My skills in regex are limited and I started using regex because it seemed like the best tool for matching names and emails.

Is regex the best tool to use for this kind of problem or are there more efficient alternatives using loops if we're extracting hundreds of contacts in this manner?

dchun
  • 91
  • 1
  • 9
  • 1
    Capturing email addresses takes a much more sophisticated pattern than that, as addresses aren't necessarily in a `name@host.domain` format. Preexisting patterns exist, so search for those rather than write your own. Scanning text for email is no guarantee that the addresses are valid either, just that they matched the pattern. If you really want valid addresses ask your user for it then send it an email asking for a response to validate it. – the Tin Man Feb 28 '20 at 00:27
  • 1
    Grabbing a person's name is impossible if the data format is random. People can have one word names, or multi-word names, they can be hyphenated, contain periods, etc. Again, the best way is to ask them what they preferred to be addressed as and go with that. It _might_ help if you explain what you're trying to do. – the Tin Man Feb 28 '20 at 00:30
  • "[How to validate an email address using a regular expression?](https://stackoverflow.com/q/201323/128421)" is a good discussion, along with the "Linked" questions on the right side of that page. And https://www.regular-expressions.info/email.html might help. – the Tin Man Feb 28 '20 at 00:40
  • 1
    To illustrate @theTinMan's point, see the wonderful article [Falsehoods Programmers Believe About Names (with examples)](https://shinesolutions.com/2018/01/08/falsehoods-programmers-believe-about-names-with-examples/). – Amadan Feb 28 '20 at 03:43
  • I'm not looking for a perfect implementation of capturing names and emails. I'm aware that there can be a few false positives, especially for names. – dchun Feb 28 '20 at 04:26
  • Rather than try to do it all in one pattern, I'd write three separate ones, if there are three separate types of possible input lines, and then use `|` between them to allow the engine to look at all three. _BUT_, proper names and the possible variations of an email address are going to regularly throw a wrench into your grabbing addresses. Human Interface people will tell you to NOT do this as it's insulting, seriously... no ABSOLUTELY insulting to your possible clients (or "targets") when you completely blow their names. – the Tin Man Feb 28 '20 at 05:41

2 Answers2

2

Your text is already almost too random to make this work. Even more names and emails are very difficult to capture at times. A more advanced email pattern would only help a little.There are not only unusual email addresses there are also all sorts of wild name patterns.
What about D'arcy Bly, Markus-Anthony Reid, Lee Z, and those are probably the simplest examples.

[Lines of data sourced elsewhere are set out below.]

//! Bounded caches with TTL and max-size eviction.
//!
//! Used for `processed_driver_state_event_ids` / `processed_cancellation_event_ids`
//! dedup sets, so a delayed event replayed after a subscription re-open cannot
//! be re-applied, and so the dedup sets themselves cannot grow without bound
//! across the lifetime of a long-running peer process.

use std::collections::HashMap;
use std::env;
use std::time::{Duration, Instant};

const DEFAULT_EVENT_ID_CACHE_SIZE: usize = 10_000;
const DEFAULT_PENDING_CACHE_SIZE: usize = 2_000;
const DEFAULT_CACHE_TTL_SECS: u64 = 7_200;

/// Read cache configuration from environment variables with defaults.
pub struct CacheConfig {
    pub event_id_cache_size: usize,
    pub pending_cache_size: usize,
    pub ttl_secs: u64,
}

impl CacheConfig {
    pub fn from_env() -> Self {
        Self {
            event_id_cache_size: env::var("EVENT_ID_CACHE_SIZE")
                .ok()
                .and_then(|v| v.parse().ok())
                .unwrap_or(DEFAULT_EVENT_ID_CACHE_SIZE),
            pending_cache_size: env::var("PENDING_CACHE_SIZE")
                .ok()
                .and_then(|v| v.parse().ok())
                .unwrap_or(DEFAULT_PENDING_CACHE_SIZE),
            ttl_secs: env::var("CACHE_TTL_SECS")
                .ok()
                .and_then(|v| v.parse().ok())
                .unwrap_or(DEFAULT_CACHE_TTL_SECS),
        }
    }
}

/// Bounded cache for 32-byte ids with TTL and capacity limits.
///
/// - **Max capacity:** Configurable; when full, oldest entry is evicted on insert.
/// - **TTL:** Entries older than TTL are evicted before insertion when at capacity.
pub struct BoundedHashCache {
    map: HashMap<[u8; 32], Instant>,
    max_size: usize,
    ttl: Duration,
}

impl BoundedHashCache {
    pub fn new(max_size: usize, ttl_secs: u64) -> Self {
        Self {
            map: HashMap::new(),
            max_size,
            ttl: Duration::from_secs(ttl_secs),
        }
    }

    pub fn contains_key(&self, hash: &[u8; 32]) -> bool {
        self.map.get(hash).is_some_and(|&t| t.elapsed() < self.ttl)
    }

    pub fn insert(&mut self, hash: [u8; 32]) {
        let now = Instant::now();
        self.map
            .retain(|_, &mut t| now.duration_since(t) < self.ttl);
        while self.map.len() >= self.max_size && !self.map.is_empty() {
            let oldest = self.map.iter().min_by_key(|(_, t)| *t).map(|(h, _)| *h);
            if let Some(h) = oldest {
                self.map.remove(&h);
            } else {
                break;
            }
        }
        self.map.insert(hash, now);
    }

    pub fn clear(&mut self) {
        self.map.clear();
    }

    pub fn len(&self) -> usize {
        self.map.len()
    }
}

/// Bounded cache mapping a 32-byte id to an arbitrary value, with the same
/// TTL and capacity eviction as [`BoundedHashCache`]. Used for in-flight
/// state keyed by ride id or quote id (e.g. pending bridge payments awaiting
/// a Lightning settlement poll).
pub struct BoundedPendingCache<T> {
    map: HashMap<[u8; 32], (T, Instant)>,
    max_size: usize,
    ttl: Duration,
}

impl<T> BoundedPendingCache<T> {
    pub fn new(max_size: usize, ttl_secs: u64) -> Self {
        Self {
            map: HashMap::new(),
            max_size,
            ttl: Duration::from_secs(ttl_secs),
        }
    }

    pub fn get(&self, hash: &[u8; 32]) -> Option<&T> {
        self.map
            .get(hash)
            .filter(|(_, t)| t.elapsed() < self.ttl)
            .map(|(v, _)| v)
    }

    pub fn insert(&mut self, hash: [u8; 32], value: T) {
        let now = Instant::now();
        self.map
            .retain(|_, (_, t)| now.duration_since(*t) < self.ttl);
        while self.map.len() >= self.max_size && !self.map.is_empty() {
            let oldest = self
                .map
                .iter()
                .min_by_key(|(_, (_, t))| *t)
                .map(|(h, _)| *h);
            if let Some(h) = oldest {
                self.map.remove(&h);
            } else {
                break;
            }
        }
        self.map.insert(hash, (value, now));
    }

    pub fn remove(&mut self, hash: &[u8; 32]) -> Option<T> {
        self.map.remove(hash).map(|(v, _)| v)
    }

    pub fn iter(&self) -> impl Iterator<Item = (&[u8; 32], &T)> {
        self.map.iter().map(|(h, (v, _))| (h, v))
    }

    pub fn len(&self) -> usize {
        self.map.len()
    }
}

#[cfg(test)]
mod tests {
    use super::*;

    #[test]
    fn hash_cache_insert_and_contains() {
        let mut cache = BoundedHashCache::new(10, 3600);
        let hash = [1u8; 32];
        assert!(!cache.contains_key(&hash));
        cache.insert(hash);
        assert!(cache.contains_key(&hash));
    }

    #[test]
    fn hash_cache_evicts_oldest() {
        let mut cache = BoundedHashCache::new(3, 3600);
        cache.insert([1u8; 32]);
        cache.insert([2u8; 32]);
        cache.insert([3u8; 32]);
        cache.insert([4u8; 32]);
        assert!(!cache.contains_key(&[1u8; 32]));
        assert!(cache.contains_key(&[4u8; 32]));
        assert_eq!(cache.len(), 3);
    }

    #[test]
    fn pending_cache_insert_and_get() {
        let mut cache = BoundedPendingCache::new(10, 3600);
        let hash = [1u8; 32];
        cache.insert(hash, "hello");
        assert_eq!(cache.get(&hash), Some(&"hello"));
    }

    #[test]
    fn pending_cache_evicts_oldest() {
        let mut cache = BoundedPendingCache::new(2, 3600);
        cache.insert([1u8; 32], "a");
        cache.insert([2u8; 32], "b");
        cache.insert([3u8; 32], "c");
        assert!(cache.get(&[1u8; 32]).is_none());
        assert_eq!(cache.get(&[3u8; 32]), Some(&"c"));
        assert_eq!(cache.len(), 2);
    }

    #[test]
    fn pending_cache_remove() {
        let mut cache = BoundedPendingCache::new(10, 3600);
        cache.insert([1u8; 32], 42);
        assert_eq!(cache.remove(&[1u8; 32]), Some(42));
        assert!(cache.get(&[1u8; 32]).is_none());
    }
}
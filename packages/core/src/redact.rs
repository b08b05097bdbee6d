//! Secret redaction for sensitive data in logs, serialization, and display.
//!
//! Use [`Redacted`] to wrap values that must never appear in logs, error messages,
//! or serialized output (e.g., JSON). The wrapped value is never exposed through
//! `Debug`, `Display`, or `Serialize` — all output as `"<redacted>"`.

use std::fmt::{self, Debug, Display};

/// Wrapper that redacts its inner value when formatted or serialized.
///
/// Use for tokens, API keys, passwords, private keys, mnemonics, or any
/// value that must not appear in logs, error messages, or structured output.
///
/// # Example
///
/// ```ignore
/// use wayfare_core::redact::Redacted;
///
/// let identity_secret = "nsec1...";
/// tracing::info!(key = %Redacted(identity_secret), "loaded peer identity");
/// // Logs: key = <redacted>
/// ```
#[derive(Clone, Copy)]
pub struct Redacted<T>(pub T);

impl<T> Debug for Redacted<T> {
    fn fmt(&self, f: &mut fmt::Formatter<'_>) -> fmt::Result {
        f.write_str("<redacted>")
    }
}

impl<T> Display for Redacted<T> {
    fn fmt(&self, f: &mut fmt::Formatter<'_>) -> fmt::Result {
        f.write_str("<redacted>")
    }
}

impl<T> serde::Serialize for Redacted<T> {
    fn serialize<S>(&self, serializer: S) -> Result<S::Ok, S::Error>
    where
        S: serde::Serializer,
    {
        "<redacted>".serialize(serializer)
    }
}
//! Payment-engine-local error type. Converts into `wayfare_core::PeerError`
//! at the coordinator boundary via `PaymentError` (see
//! `wayfare_core::error::PaymentError`).

use thiserror::Error;
use wayfare_core::error::PaymentError as CorePaymentError;

#[derive(Debug, Error)]
pub enum PaymentEngineError {
    #[error("preimage does not hash to the expected payment hash")]
    PreimageMismatch,

    #[error("insufficient balance: need {required} sats, have {available} sats")]
    InsufficientBalance { required: u64, available: u64 },

    #[error("{spent} of {total} proofs already spent")]
    ProofsSpent { spent: u32, total: u32 },

    #[error("not connected to mint {0}")]
    NotConnected(String),

    #[error("mint error: {0}")]
    Mint(String),

    #[error("bridge payment still pending at the mint")]
    BridgePending,

    #[error(transparent)]
    Storage(#[from] eyre::Report),
}

impl From<PaymentEngineError> for CorePaymentError {
    fn from(err: PaymentEngineError) -> Self {
        match err {
            PaymentEngineError::PreimageMismatch => CorePaymentError::PreimageMismatch,
            PaymentEngineError::InsufficientBalance { required, available } => {
                CorePaymentError::InsufficientBalance { required, available }
            }
            PaymentEngineError::ProofsSpent { spent, total } => CorePaymentError::ProofsSpent { spent, total },
            PaymentEngineError::NotConnected(_) => CorePaymentError::NotConnected,
            PaymentEngineError::Mint(msg) => CorePaymentError::MintError(msg),
            PaymentEngineError::BridgePending => CorePaymentError::MintError("bridge pending".into()),
            PaymentEngineError::Storage(report) => CorePaymentError::MintError(report.to_string()),
        }
    }
}

pub type Result<T> = std::result::Result<T, PaymentEngineError>;
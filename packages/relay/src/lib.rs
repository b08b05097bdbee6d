//! Relay client: WebSocket transport, wire message (de)serialization, and
//! a multiplexed, reconnecting client used by both the rider and driver
//! processes to publish and subscribe to signed events.

pub mod client;
pub mod message;

pub use client::{EventHandler, PublishOutcome, RelayClient, RelayHandle, SubHandle};
pub use message::{parse_relay_message, ClientMessage, RelayMessage};
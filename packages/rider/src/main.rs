mod config;
mod coordinator;
mod discovery;
mod metrics;
mod offer;
mod server;

use std::sync::atomic::AtomicBool;
use std::sync::Arc;

use config::Config;
use coordinator::Coordinator;
use wayfare_core::storage;
use wayfare_payment::PaymentEngine;
use wayfare_relay::RelayClient;

fn main() -> eyre::Result<()> {
    color_eyre::install()?;

    tokio::runtime::Builder::new_multi_thread()
        .enable_all()
        .build()?
        .block_on(async_main())
}

async fn async_main() -> eyre::Result<()> {
    init_logging();

    tracing::info!("starting wayfare-rider");

    let config = Config::load()?;
    tracing::debug!(?config, "configuration loaded");

    let db = storage::create_pool(&config.database.url).await?;
    storage::run_migrations(&db).await?;
    tracing::info!("local database ready");

    let seed = hex::decode(&config.identity.secret_key_hex)?;
    let identity_secret = secp256k1::SecretKey::from_slice(&seed)?;
    let identity_pubkey = wayfare_core::event::pubkey_of(&identity_secret);
    let mut seed64 = [0u8; 64];
    seed64[..seed.len().min(64)].copy_from_slice(&seed[..seed.len().min(64)]);
    let payment = Arc::new(PaymentEngine::new(&config.wallet.wallet_db_path, seed64, db.clone()).await?);

    let relay_urls: Vec<url::Url> = config
        .relay
        .urls
        .iter()
        .filter_map(|u| url::Url::parse(u).ok())
        .collect();
    let relay = Arc::new(RelayClient::connect(relay_urls));

    let coordinator = Coordinator::spawn(db.clone(), relay.clone(), payment.clone(), identity_secret, identity_pubkey);

    let relay_connected = Arc::new(AtomicBool::new(true));
    let server_state = server::ServerState {
        db: db.clone(),
        relay_connected: relay_connected.clone(),
    };

    let bind_addr = config.server.bind_addr.clone();
    let server_handle = tokio::spawn(async move {
        if let Err(e) = server::serve(&bind_addr, server_state).await {
            tracing::error!(error = %e, "http server error");
        }
    });

    wait_for_shutdown_signal().await;
    coordinator.send(coordinator::Command::Shutdown).await;
    relay.close_all().await;
    server_handle.abort();

    tracing::info!("wayfare-rider stopped");
    Ok(())
}

fn init_logging() {
    use tracing_subscriber::{fmt, prelude::*, EnvFilter};

    let filter = EnvFilter::try_from_default_env().unwrap_or_else(|_| EnvFilter::new("info,wayfare_rider=debug"));

    tracing_subscriber::registry()
        .with(fmt::layer().with_target(true).with_thread_ids(true))
        .with(filter)
        .init();
}

async fn wait_for_shutdown_signal() {
    use tokio::signal;

    let ctrl_c = async {
        signal::ctrl_c().await.expect("failed to install ctrl+c handler");
    };

    #[cfg(unix)]
    let terminate = async {
        signal::unix::signal(signal::unix::SignalKind::terminate())
            .expect("failed to install signal handler")
            .recv()
            .await;
    };

    #[cfg(not(unix))]
    let terminate = std::future::pending::<()>();

    tokio::select! {
        _ = ctrl_c => tracing::info!("received ctrl+c, shutting down"),
        _ = terminate => tracing::info!("received sigterm, shutting down"),
    }
}
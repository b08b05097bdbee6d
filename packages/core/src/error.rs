//! Shared, non-panicking error taxonomy. Library code returns `Result<T,
//! PeerError>` (or a local error that `From`-converts into it); binaries wrap
//! `PeerError` in `eyre::Report` at the top level.

use thiserror::Error;

#[derive(Debug, Error)]
pub enum PeerError {
    #[error("network error: {0}")]
    Network(String),

    #[error("protocol error: {0}")]
    Protocol(String),

    #[error("invalid ride transition: {0}")]
    InvalidTransition(String),

    #[error(transparent)]
    Payment(#[from] PaymentError),

    #[error("bridge payment pending, poll again")]
    BridgePending,

    #[error("timed out waiting for {0}")]
    Timeout(String),

    #[error("persisted state was corrupt and has been cleared: {0}")]
    PersistenceCorrupt(String),

    #[error("security alert: {0}")]
    SecurityAlert(String),
}

#[derive(Debug, Error)]
pub enum PaymentError {
    #[error("insufficient balance: need {required} sats, have {available} sats")]
    InsufficientBalance { required: u64, available: u64 },

    #[error("{spent} of {total} proofs already spent")]
    ProofsSpent { spent: u32, total: u32 },

    #[error("preimage does not hash to the expected payment hash")]
    PreimageMismatch,

    #[error("not connected to mint")]
    NotConnected,

    #[error("mint error: {0}")]
    MintError(String),
}

pub type Result<T> = std::result::Result<T, PeerError>;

So, you have to make a lot of assumptions and won't be fully satisfied unless you are using more advanced techniques like Natural language processing.

If you insist on your approach, I came up with this (toothless) monstrosity:

([A-Z]\w+ [A-Z]\w+)(?:\w* )*([a-zA-Z0-9._%+-]+@[a-zA-Z0-9.-]+\.[a-zA-Z]{2,4})|
([a-zA-Z0-9._%+-]+@[a-zA-Z0-9.-]+\.[a-zA-Z]{2,4})(?:\w* )*([A-Z]\w+ [A-Z]\w+)|
([a-zA-Z0-9._%+-]+@[a-zA-Z0-9.-]+\.[a-zA-Z]{2,4})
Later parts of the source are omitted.